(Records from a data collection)
-=-=-

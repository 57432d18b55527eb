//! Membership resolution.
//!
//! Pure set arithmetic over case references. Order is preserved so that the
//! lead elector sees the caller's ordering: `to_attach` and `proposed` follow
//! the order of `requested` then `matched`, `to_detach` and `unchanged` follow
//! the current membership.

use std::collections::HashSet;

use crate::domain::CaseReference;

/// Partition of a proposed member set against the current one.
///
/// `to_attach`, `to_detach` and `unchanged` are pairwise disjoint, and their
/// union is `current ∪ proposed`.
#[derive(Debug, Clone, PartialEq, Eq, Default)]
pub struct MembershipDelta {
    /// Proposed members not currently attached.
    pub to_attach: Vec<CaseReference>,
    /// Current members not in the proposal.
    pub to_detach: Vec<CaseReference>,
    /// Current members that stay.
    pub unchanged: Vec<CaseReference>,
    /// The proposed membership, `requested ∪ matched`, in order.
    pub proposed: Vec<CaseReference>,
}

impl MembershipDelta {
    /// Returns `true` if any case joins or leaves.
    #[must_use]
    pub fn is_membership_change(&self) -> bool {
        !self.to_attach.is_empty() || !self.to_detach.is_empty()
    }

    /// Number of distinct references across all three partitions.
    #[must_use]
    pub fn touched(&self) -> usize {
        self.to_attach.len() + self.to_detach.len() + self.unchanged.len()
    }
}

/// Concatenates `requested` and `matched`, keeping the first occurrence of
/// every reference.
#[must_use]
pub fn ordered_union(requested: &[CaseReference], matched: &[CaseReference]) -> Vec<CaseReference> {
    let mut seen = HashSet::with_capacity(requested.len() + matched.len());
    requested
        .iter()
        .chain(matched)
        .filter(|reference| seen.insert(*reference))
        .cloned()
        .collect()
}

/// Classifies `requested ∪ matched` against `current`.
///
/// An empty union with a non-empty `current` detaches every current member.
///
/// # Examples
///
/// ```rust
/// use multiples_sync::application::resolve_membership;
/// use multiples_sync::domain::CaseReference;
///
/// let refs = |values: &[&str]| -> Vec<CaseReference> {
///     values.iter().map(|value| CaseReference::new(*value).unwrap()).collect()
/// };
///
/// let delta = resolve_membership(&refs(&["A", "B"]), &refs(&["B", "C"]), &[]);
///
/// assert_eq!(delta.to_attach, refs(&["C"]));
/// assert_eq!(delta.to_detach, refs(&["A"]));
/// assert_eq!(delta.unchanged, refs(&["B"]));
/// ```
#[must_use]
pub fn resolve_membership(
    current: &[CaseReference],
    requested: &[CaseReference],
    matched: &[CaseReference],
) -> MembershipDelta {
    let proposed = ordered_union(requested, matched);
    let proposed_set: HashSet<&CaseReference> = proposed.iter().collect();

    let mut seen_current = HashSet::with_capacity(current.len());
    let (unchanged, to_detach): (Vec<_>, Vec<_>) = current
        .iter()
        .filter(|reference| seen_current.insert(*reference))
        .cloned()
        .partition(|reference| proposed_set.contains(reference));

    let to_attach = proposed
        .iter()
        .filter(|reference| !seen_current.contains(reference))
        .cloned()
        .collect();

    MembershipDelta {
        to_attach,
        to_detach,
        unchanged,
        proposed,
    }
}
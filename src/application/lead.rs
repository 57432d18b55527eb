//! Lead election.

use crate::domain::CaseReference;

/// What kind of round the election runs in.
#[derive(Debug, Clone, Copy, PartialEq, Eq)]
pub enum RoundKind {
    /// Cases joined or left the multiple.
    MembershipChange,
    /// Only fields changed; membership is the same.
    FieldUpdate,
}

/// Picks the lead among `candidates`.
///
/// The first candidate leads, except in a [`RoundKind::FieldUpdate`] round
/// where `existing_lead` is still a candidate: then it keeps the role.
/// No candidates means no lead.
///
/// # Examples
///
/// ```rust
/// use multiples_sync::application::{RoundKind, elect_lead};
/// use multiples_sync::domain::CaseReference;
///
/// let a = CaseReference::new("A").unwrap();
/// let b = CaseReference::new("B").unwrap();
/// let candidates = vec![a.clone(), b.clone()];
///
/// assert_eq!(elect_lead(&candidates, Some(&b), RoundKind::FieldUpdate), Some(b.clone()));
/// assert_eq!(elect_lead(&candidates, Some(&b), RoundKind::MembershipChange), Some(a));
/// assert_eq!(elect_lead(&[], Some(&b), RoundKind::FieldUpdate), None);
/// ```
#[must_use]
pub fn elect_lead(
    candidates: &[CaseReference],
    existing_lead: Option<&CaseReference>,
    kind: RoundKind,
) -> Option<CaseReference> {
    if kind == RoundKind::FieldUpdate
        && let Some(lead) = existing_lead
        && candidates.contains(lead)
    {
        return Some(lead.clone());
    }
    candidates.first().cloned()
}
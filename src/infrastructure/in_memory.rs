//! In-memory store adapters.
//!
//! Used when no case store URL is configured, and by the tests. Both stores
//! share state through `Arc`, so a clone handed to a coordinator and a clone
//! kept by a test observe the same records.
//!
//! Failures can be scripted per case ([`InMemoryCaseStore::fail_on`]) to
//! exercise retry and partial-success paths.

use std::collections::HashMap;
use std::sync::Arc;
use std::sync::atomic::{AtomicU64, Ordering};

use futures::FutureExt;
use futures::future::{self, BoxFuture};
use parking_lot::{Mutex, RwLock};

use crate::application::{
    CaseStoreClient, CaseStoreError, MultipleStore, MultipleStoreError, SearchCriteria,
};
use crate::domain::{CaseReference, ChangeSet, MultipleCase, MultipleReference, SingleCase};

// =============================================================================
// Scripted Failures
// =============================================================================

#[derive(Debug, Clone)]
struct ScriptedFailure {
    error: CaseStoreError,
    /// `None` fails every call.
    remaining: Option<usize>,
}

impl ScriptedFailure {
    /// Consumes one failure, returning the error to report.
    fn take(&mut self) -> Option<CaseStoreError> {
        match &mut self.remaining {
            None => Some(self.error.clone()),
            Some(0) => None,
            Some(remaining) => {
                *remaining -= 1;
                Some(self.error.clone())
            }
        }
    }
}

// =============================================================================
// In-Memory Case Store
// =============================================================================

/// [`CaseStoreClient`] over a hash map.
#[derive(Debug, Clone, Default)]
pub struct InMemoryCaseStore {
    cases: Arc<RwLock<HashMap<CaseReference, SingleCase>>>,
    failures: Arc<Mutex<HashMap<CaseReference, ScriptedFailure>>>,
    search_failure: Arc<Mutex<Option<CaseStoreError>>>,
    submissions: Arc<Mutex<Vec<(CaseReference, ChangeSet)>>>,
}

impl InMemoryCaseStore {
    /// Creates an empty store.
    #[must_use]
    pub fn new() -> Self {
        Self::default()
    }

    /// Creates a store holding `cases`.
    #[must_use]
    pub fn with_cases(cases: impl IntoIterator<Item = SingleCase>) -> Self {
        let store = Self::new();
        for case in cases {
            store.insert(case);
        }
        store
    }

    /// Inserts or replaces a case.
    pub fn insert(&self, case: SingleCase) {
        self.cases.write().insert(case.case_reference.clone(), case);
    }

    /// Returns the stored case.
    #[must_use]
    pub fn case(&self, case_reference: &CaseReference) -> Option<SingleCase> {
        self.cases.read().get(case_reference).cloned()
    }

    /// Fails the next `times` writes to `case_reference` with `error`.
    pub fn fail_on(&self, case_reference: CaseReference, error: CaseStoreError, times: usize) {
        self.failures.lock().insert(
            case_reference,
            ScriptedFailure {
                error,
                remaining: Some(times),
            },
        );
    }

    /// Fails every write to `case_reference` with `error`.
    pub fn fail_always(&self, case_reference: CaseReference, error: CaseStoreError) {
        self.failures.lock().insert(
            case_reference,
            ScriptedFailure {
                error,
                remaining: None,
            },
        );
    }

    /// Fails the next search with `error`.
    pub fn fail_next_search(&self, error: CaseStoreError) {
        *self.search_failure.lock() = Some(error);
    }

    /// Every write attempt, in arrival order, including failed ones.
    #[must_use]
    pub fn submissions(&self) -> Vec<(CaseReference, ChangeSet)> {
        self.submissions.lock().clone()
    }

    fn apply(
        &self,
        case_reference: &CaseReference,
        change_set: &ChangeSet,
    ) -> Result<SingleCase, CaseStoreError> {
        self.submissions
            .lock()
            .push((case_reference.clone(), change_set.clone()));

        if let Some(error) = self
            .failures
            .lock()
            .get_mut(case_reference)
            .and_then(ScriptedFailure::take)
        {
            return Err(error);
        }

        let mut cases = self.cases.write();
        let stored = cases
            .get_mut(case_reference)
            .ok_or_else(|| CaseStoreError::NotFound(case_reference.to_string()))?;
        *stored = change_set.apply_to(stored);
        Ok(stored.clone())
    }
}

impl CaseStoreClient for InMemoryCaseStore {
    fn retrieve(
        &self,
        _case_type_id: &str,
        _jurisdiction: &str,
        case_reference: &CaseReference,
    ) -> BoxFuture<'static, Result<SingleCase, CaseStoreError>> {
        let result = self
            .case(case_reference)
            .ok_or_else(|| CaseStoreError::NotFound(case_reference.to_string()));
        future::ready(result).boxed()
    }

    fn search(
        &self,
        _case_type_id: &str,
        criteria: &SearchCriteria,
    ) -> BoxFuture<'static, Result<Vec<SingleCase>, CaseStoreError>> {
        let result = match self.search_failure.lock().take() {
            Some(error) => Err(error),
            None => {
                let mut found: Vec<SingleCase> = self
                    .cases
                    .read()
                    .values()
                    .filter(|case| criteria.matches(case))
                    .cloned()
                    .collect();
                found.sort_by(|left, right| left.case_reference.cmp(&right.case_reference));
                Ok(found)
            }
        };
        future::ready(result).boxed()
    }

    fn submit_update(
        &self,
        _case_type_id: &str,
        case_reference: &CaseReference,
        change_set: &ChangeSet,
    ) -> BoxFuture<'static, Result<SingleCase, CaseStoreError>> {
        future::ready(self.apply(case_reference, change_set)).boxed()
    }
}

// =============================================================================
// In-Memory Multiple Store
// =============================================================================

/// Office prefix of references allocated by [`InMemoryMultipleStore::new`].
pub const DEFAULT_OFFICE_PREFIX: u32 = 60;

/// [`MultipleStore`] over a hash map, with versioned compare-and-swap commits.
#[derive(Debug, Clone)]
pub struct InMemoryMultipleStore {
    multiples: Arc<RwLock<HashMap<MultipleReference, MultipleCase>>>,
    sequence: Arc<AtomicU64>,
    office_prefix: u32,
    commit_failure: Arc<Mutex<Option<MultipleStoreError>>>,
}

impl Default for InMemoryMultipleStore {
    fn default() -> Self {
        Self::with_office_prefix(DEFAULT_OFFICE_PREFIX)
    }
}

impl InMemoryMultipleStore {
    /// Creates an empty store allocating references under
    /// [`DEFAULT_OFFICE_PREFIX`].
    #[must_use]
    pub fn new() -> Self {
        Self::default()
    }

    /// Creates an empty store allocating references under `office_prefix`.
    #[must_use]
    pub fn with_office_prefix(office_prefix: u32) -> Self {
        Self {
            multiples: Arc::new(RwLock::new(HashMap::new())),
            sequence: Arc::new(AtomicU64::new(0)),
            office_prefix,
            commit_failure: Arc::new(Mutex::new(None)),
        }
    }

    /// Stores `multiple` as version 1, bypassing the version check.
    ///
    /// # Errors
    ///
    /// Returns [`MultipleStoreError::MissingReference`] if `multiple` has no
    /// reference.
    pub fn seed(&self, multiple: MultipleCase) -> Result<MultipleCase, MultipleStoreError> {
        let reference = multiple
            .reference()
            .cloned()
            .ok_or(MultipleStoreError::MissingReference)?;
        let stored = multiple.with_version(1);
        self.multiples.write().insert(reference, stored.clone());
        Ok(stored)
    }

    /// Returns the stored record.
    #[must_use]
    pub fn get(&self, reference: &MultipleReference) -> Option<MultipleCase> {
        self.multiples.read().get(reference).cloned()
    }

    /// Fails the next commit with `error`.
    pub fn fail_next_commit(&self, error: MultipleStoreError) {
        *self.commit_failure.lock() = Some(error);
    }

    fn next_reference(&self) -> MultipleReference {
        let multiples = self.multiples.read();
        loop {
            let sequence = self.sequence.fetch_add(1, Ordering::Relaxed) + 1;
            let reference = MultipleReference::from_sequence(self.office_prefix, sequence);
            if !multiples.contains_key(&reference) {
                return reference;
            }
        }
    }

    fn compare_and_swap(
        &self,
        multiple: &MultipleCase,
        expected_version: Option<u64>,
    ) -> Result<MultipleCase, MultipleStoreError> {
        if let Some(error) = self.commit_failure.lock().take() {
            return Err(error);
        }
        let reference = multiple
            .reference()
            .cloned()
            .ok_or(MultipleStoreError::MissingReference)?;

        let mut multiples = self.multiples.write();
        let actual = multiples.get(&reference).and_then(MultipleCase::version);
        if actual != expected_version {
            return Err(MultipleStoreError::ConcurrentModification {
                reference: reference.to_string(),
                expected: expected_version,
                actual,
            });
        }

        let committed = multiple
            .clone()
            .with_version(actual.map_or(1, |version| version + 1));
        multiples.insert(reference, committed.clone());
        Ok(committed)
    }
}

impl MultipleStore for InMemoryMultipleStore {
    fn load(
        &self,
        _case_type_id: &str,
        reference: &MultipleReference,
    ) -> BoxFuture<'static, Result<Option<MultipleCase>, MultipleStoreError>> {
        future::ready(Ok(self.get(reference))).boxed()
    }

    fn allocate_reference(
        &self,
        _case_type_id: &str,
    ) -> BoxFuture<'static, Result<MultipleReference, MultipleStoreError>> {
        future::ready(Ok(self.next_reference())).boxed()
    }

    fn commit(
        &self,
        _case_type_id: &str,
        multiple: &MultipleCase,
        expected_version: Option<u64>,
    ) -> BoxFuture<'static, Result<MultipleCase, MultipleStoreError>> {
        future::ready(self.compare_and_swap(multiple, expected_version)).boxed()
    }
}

-=-=-

**Problem requirements:** Scan the entries above and work out how many lines include the word "election"; the reply is that number alone.

**Output for this exercise:** 2